Numerous intelligence reports about Soviet missile systems, delivered by Pollard, exposed the way America analyzed Soviet weapons.
Among the most sensitive materials were reports from the Sixth Fleet’s Air Reconnaissance Squadron TWO, codenamed VQ-2, headquartered in Rota, Spain. The forward-deployed squadron’s motto is “We deliver critical electronic combat information to our forces: Any place, any time!” In Pollard’s day, VQ-2 continuously deployed EA-3B Skywarriors and later the EP-3E ARIES over-the-horizon electronic eavesdropping aircraft across the Mediterranean. VQ-2 provided invaluable intelligence during the 1973 Yom Kippur War, the 1982-83 evacuation of Beirut, and America’s precision night-time bombing of Libya in April 1986. By providing unredacted VQ-2 dispatches, revealing America’s time and place acquisition methods, Pollard enabled Israel to virtually track America’s own intelligence capability in the Mediterranean and even over Israel itself. This was crucial in Israel’s 1985 bombing of the P.L.O. headquarters in Tunis, codenamed Operation Wooden Leg, which depended upon Israeli F-15s evading both American and Arab listening posts over North Africa.
But all of it together was dwarfed by photocopying for Israel the massive 10-volume RASIN Manual, according to a principal author of the Weinberger Declaration. An acronym for Radio and Signal Intelligence [RASIN], the precious manual is known as “the Bible,” according to the intelligence officer. The RASIN Manual details America’s global listening profile, frequency by frequency, source by source, geographic slice by geographic slice. RASIN was in effect, a complete roadmap to American signal intelligence.
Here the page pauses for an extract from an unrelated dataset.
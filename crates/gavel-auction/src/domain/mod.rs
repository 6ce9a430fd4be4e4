//! Commands and pure mappings for the auction context.

pub mod commands;
pub mod mapping;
Pollard’s handlers required the spy to locate and copy the most up-to-date edition.
When Pollard’s attorneys tried to argue at the sentencing that although the spy had delivered volumes of classified papers, “the damage here is not serious damage,” Judge Robinson stopped them cold. Raising his arm, and cautioning them not to verbalize the sensitive information, the judge warned, “Well, then I would ask you to just think—and not articulate. ... I would ask you to think about the Secretary of Defense’s Affidavit, as it related to only one thingand I won’t even pinpoint it—as it related to only one category of publication.” Judge Robinson added, “Would you like to come to the bench, and I will refresh your recollection to what I am referring to.” A hushed classified bench discussion followed. Informed sources say Pollard’s RASIN Manual disclosure was the crux of that secret courtroom exchange held just moments before the outraged judge finally pronounced a life sentence. Some estimate the loss of the RASIN manual cost America billions of dollars, and many years, to completely restructure our worldwide eavesdropping operation.
By any measure, Pollard’s crime was lasting and inexcusable.”